Quantum Criticality and Universality in the $P$-Wave Paired Aubry-André-Harper Model

We investigate the quantum criticality and universality in Aubry-Andre-Harper (AAH) model with p-wave superconducting pairing Delta in terms of the generalized fidelity susceptibility (GFS). We show that the higher order GFS is more efficient in spotlighting the critical points than lower order ones, and thus the enhanced sensitivity is propitious for extracting the associated universal information from the finite-size scaling in quasiperiodic systems. The GFS obeys power-law scaling for localization transitions and thus scaling properties of the GFS provide compelling values of critical exponents. Specifically, we demonstrate that the fixed modulation phase phi = pi alleviates the odd-even effect of scaling functions across the Aubry-Andre transition with Delta = 0, while the scaling functions for odd and even numbers of system sizes with a finite Delta cannot coincide irrespective of the value of phi.

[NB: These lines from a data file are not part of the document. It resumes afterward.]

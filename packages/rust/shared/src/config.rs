//! Application configuration for reqminer.
//!
//! User config lives at `~/.reqminer/reqminer.toml`.
//! CLI flags override config file values, which override defaults.

use std::path::{Path, PathBuf};
use std::time::Duration;

use serde::{Deserialize, Serialize};
use url::Url;

use crate::error::{ReqMinerError, Result};

/// Default configuration file name.
const CONFIG_FILE_NAME: &str = "reqminer.toml";

/// Default config directory name under the user's home.
const CONFIG_DIR_NAME: &str = ".reqminer";

/// Default model profile store file name (inside the config directory).
const PROFILES_FILE_NAME: &str = "model_profiles.json";

/// Characters assumed per word when converting char budgets to word budgets.
pub const CHARS_PER_WORD: usize = 4;

// ---------------------------------------------------------------------------
// Config structs (matching reqminer.toml schema)
// ---------------------------------------------------------------------------

/// Top-level application config, deserialized from TOML.
#[derive(Debug, Clone, Default, Serialize, Deserialize)]
pub struct AppConfig {
    /// Global defaults.
    #[serde(default)]
    pub defaults: DefaultsConfig,

    /// Ollama inference endpoint settings.
    #[serde(default)]
    pub ollama: OllamaConfig,

    /// Chunk window sizing.
    #[serde(default)]
    pub chunking: ChunkingConfig,

    /// Model profile store location.
    #[serde(default)]
    pub profiles: ProfilesConfig,
}

/// `[defaults]` section.
#[derive(Debug, Clone, Serialize, Deserialize)]
pub struct DefaultsConfig {
    /// Base folder holding one sub-folder of documents per project.
    #[serde(default = "default_docs_root")]
    pub docs_root: String,
}

impl Default for DefaultsConfig {
    fn default() -> Self {
        Self {
            docs_root: default_docs_root(),
        }
    }
}

fn default_docs_root() -> String {
    "~/reqminer-docs".into()
}

/// `[ollama]` section.
#[derive(Debug, Clone, Serialize, Deserialize)]
pub struct OllamaConfig {
    /// Base URL of the Ollama server.
    #[serde(default = "default_base_url")]
    pub base_url: String,

    /// Model used for every generation call.
    #[serde(default = "default_model")]
    pub model: String,

    /// Sampling temperature. Kept low for extraction fidelity.
    #[serde(default = "default_temperature")]
    pub temperature: f32,

    /// Maximum tokens generated per call (`num_predict`).
    #[serde(default = "default_num_predict")]
    pub num_predict: u32,

    /// Per-request timeout in seconds.
    #[serde(default = "default_timeout_secs")]
    pub timeout_secs: u64,
}

impl Default for OllamaConfig {
    fn default() -> Self {
        Self {
            base_url: default_base_url(),
            model: default_model(),
            temperature: default_temperature(),
            num_predict: default_num_predict(),
            timeout_secs: default_timeout_secs(),
        }
    }
}

fn default_base_url() -> String {
    "http://localhost:11434".into()
}
fn default_model() -> String {
    "phi3".into()
}
fn default_temperature() -> f32 {
    0.1
}
fn default_num_predict() -> u32 {
    1000
}
fn default_timeout_secs() -> u64 {
    60
}

/// `[chunking]` section.
#[derive(Debug, Clone, Serialize, Deserialize)]
pub struct ChunkingConfig {
    /// Nominal chunk size in characters.
    #[serde(default = "default_max_chunk_chars")]
    pub max_chunk_chars: usize,

    /// Overlap between consecutive chunks in characters.
    #[serde(default = "default_overlap_chars")]
    pub overlap_chars: usize,
}

impl Default for ChunkingConfig {
    fn default() -> Self {
        Self {
            max_chunk_chars: default_max_chunk_chars(),
            overlap_chars: default_overlap_chars(),
        }
    }
}

fn default_max_chunk_chars() -> usize {
    1200
}
fn default_overlap_chars() -> usize {
    250
}

/// `[profiles]` section.
#[derive(Debug, Clone, Default, Serialize, Deserialize)]
pub struct ProfilesConfig {
    /// Path to the JSON profile store. Defaults to `~/.reqminer/model_profiles.json`.
    #[serde(default, skip_serializing_if = "Option::is_none")]
    pub path: Option<String>,
}

// ---------------------------------------------------------------------------
// Runtime configs (merged from config file + CLI flags)
// ---------------------------------------------------------------------------

/// Chunk window sizing, expressed in characters and converted to words.
#[derive(Debug, Clone, Copy, PartialEq, Eq)]
pub struct ChunkConfig {
    pub max_chunk_chars: usize,
    pub overlap_chars: usize,
}

impl ChunkConfig {
    pub fn new(max_chunk_chars: usize, overlap_chars: usize) -> Self {
        Self {
            max_chunk_chars,
            overlap_chars,
        }
    }

    /// Words per chunk window.
    pub fn words_per_chunk(&self) -> usize {
        self.max_chunk_chars / CHARS_PER_WORD
    }

    /// Words shared between consecutive windows.
    pub fn words_overlap(&self) -> usize {
        self.overlap_chars / CHARS_PER_WORD
    }

    /// Reject configurations whose window would never advance.
    pub fn validate(&self) -> Result<()> {
        let per_chunk = self.words_per_chunk();
        let overlap = self.words_overlap();
        if per_chunk == 0 {
            return Err(ReqMinerError::validation(format!(
                "max_chunk_chars ({}) is below one word ({CHARS_PER_WORD} chars)",
                self.max_chunk_chars
            )));
        }
        if per_chunk <= overlap {
            return Err(ReqMinerError::validation(format!(
                "words_per_chunk ({per_chunk}) must exceed words_overlap ({overlap}); \
                 lower overlap_chars or raise max_chunk_chars"
            )));
        }
        Ok(())
    }
}

impl Default for ChunkConfig {
    fn default() -> Self {
        Self::from(&ChunkingConfig::default())
    }
}

impl From<&ChunkingConfig> for ChunkConfig {
    fn from(config: &ChunkingConfig) -> Self {
        Self::new(config.max_chunk_chars, config.overlap_chars)
    }
}

impl From<&AppConfig> for ChunkConfig {
    fn from(config: &AppConfig) -> Self {
        Self::from(&config.chunking)
    }
}

/// Runtime inference configuration handed to the HTTP client.
#[derive(Debug, Clone)]
pub struct InferenceConfig {
    pub base_url: Url,
    pub model: String,
    pub temperature: f32,
    pub num_predict: u32,
    pub timeout: Duration,
}

impl TryFrom<&OllamaConfig> for InferenceConfig {
    type Error = ReqMinerError;

    fn try_from(config: &OllamaConfig) -> Result<Self> {
        let base_url = Url::parse(&config.base_url).map_err(|e| {
            ReqMinerError::config(format!("invalid ollama base_url '{}': {e}", config.base_url))
        })?;
        if config.model.trim().is_empty() {
            return Err(ReqMinerError::config("ollama model must not be empty"));
        }
        Ok(Self {
            base_url,
            model: config.model.clone(),
            temperature: config.temperature,
            num_predict: config.num_predict,
            timeout: Duration::from_secs(config.timeout_secs),
        })
    }
}

impl TryFrom<&AppConfig> for InferenceConfig {
    type Error = ReqMinerError;

    fn try_from(config: &AppConfig) -> Result<Self> {
        Self::try_from(&config.ollama)
    }
}

// ---------------------------------------------------------------------------
// Config loading
// ---------------------------------------------------------------------------

/// Get the path to the config directory (`~/.reqminer/`).
pub fn config_dir() -> Result<PathBuf> {
    let home = dirs::home_dir()
        .ok_or_else(|| ReqMinerError::config("could not determine home directory"))?;
    Ok(home.join(CONFIG_DIR_NAME))
}

/// Get the path to the config file (`~/.reqminer/reqminer.toml`).
pub fn config_file_path() -> Result<PathBuf> {
    Ok(config_dir()?.join(CONFIG_FILE_NAME))
}

/// Resolve the profile store path from config, falling back to the config dir.
pub fn profiles_file_path(config: &AppConfig) -> Result<PathBuf> {
    match &config.profiles.path {
        Some(p) => Ok(expand_home(p)),
        None => Ok(config_dir()?.join(PROFILES_FILE_NAME)),
    }
}

/// Expand a leading `~/` to the user's home directory.
pub fn expand_home(path: &str) -> PathBuf {
    if let Some(rest) = path.strip_prefix("~/") {
        if let Some(home) = dirs::home_dir() {
            return home.join(rest);
        }
    }
    PathBuf::from(path)
}

/// Load the application config from disk. Returns defaults if the file does not exist.
pub fn load_config() -> Result<AppConfig> {
    let path = config_file_path()?;

    if !path.exists() {
        tracing::debug!(?path, "config file not found, using defaults");
        return Ok(AppConfig::default());
    }

    load_config_from(&path)
}

/// Load the application config from a specific file path.
pub fn load_config_from(path: &Path) -> Result<AppConfig> {
    let content = std::fs::read_to_string(path).map_err(|e| ReqMinerError::io(path, e))?;

    toml::from_str(&content)
        .map_err(|e| ReqMinerError::config(format!("failed to parse {}: {e}", path.display())))
}

/// Create the config directory and write a default config file.
/// Returns the path to the created file.
pub fn init_config() -> Result<PathBuf> {
    let dir = config_dir()?;
    std::fs::create_dir_all(&dir).map_err(|e| ReqMinerError::io(&dir, e))?;

    let path = dir.join(CONFIG_FILE_NAME);
    let config = AppConfig::default();
    let content =
        toml::to_string_pretty(&config).map_err(|e| ReqMinerError::config(e.to_string()))?;

    std::fs::write(&path, content).map_err(|e| ReqMinerError::io(&path, e))?;
    tracing::info!(?path, "created default config file");

    Ok(path)
}

#[cfg(test)]
mod tests {
    use super::*;

    #[test]
    fn default_config_serializes() {
        let config = AppConfig::default();
        let toml_str = toml::to_string_pretty(&config).expect("serialize default config");
        assert!(toml_str.contains("docs_root"));
        assert!(toml_str.contains("localhost:11434"));
        assert!(toml_str.contains("max_chunk_chars"));
    }

    #[test]
    fn partial_config_fills_defaults() {
        let toml_str = r#"
[ollama]
model = "llama3"

[chunking]
overlap_chars = 100
"#;
        let config: AppConfig = toml::from_str(toml_str).expect("parse");
        assert_eq!(config.ollama.model, "llama3");
        assert_eq!(config.ollama.num_predict, 1000);
        assert_eq!(config.ollama.timeout_secs, 60);
        assert_eq!(config.chunking.max_chunk_chars, 1200);
        assert_eq!(config.chunking.overlap_chars, 100);
        assert!(config.profiles.path.is_none());
    }

    #[test]
    fn chunk_config_word_budgets() {
        let chunk = ChunkConfig::default();
        assert_eq!(chunk.words_per_chunk(), 300);
        assert_eq!(chunk.words_overlap(), 62);
        assert!(chunk.validate().is_ok());
    }

    #[test]
    fn chunk_config_rejects_non_advancing_window() {
        let err = ChunkConfig::new(100, 100).validate().unwrap_err();
        assert!(err.to_string().contains("must exceed"));

        assert!(ChunkConfig::new(100, 120).validate().is_err());
        assert!(ChunkConfig::new(3, 0).validate().is_err());
    }

    #[test]
    fn inference_config_from_app_config() {
        let app = AppConfig::default();
        let inference = InferenceConfig::try_from(&app).expect("valid defaults");
        assert_eq!(inference.model, "phi3");
        assert_eq!(inference.timeout, Duration::from_secs(60));
        assert_eq!(inference.base_url.as_str(), "http://localhost:11434/");
    }

    #[test]
    fn inference_config_rejects_bad_url() {
        let mut app = AppConfig::default();
        app.ollama.base_url = "not a url".into();
        let err = InferenceConfig::try_from(&app).unwrap_err();
        assert!(err.to_string().contains("invalid ollama base_url"));
    }

    #[test]
    fn profiles_path_override() {
        let mut app = AppConfig::default();
        app.profiles.path = Some("/srv/profiles.json".into());
        assert_eq!(
            profiles_file_path(&app).unwrap(),
            PathBuf::from("/srv/profiles.json")
        );
    }

    #[test]
    fn expand_home_leaves_absolute_paths() {
        assert_eq!(expand_home("/data/docs"), PathBuf::from("/data/docs"));
    }
}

A thorough numerical analysis with odd number of system sizes reveals the correlation-length exponent upsilon similar or equal to 1.000 and the dynamical exponent z similar or equal to 1.388 for transitions from the critical phase to the localized phase, suggesting the unusual universality class of localization transitions in the AAH model with a finite p-wave superconducting pairing lies in a different universality class from the Aubry-Andre transition. The results may be testified in near term state-of-the-art experimental settings.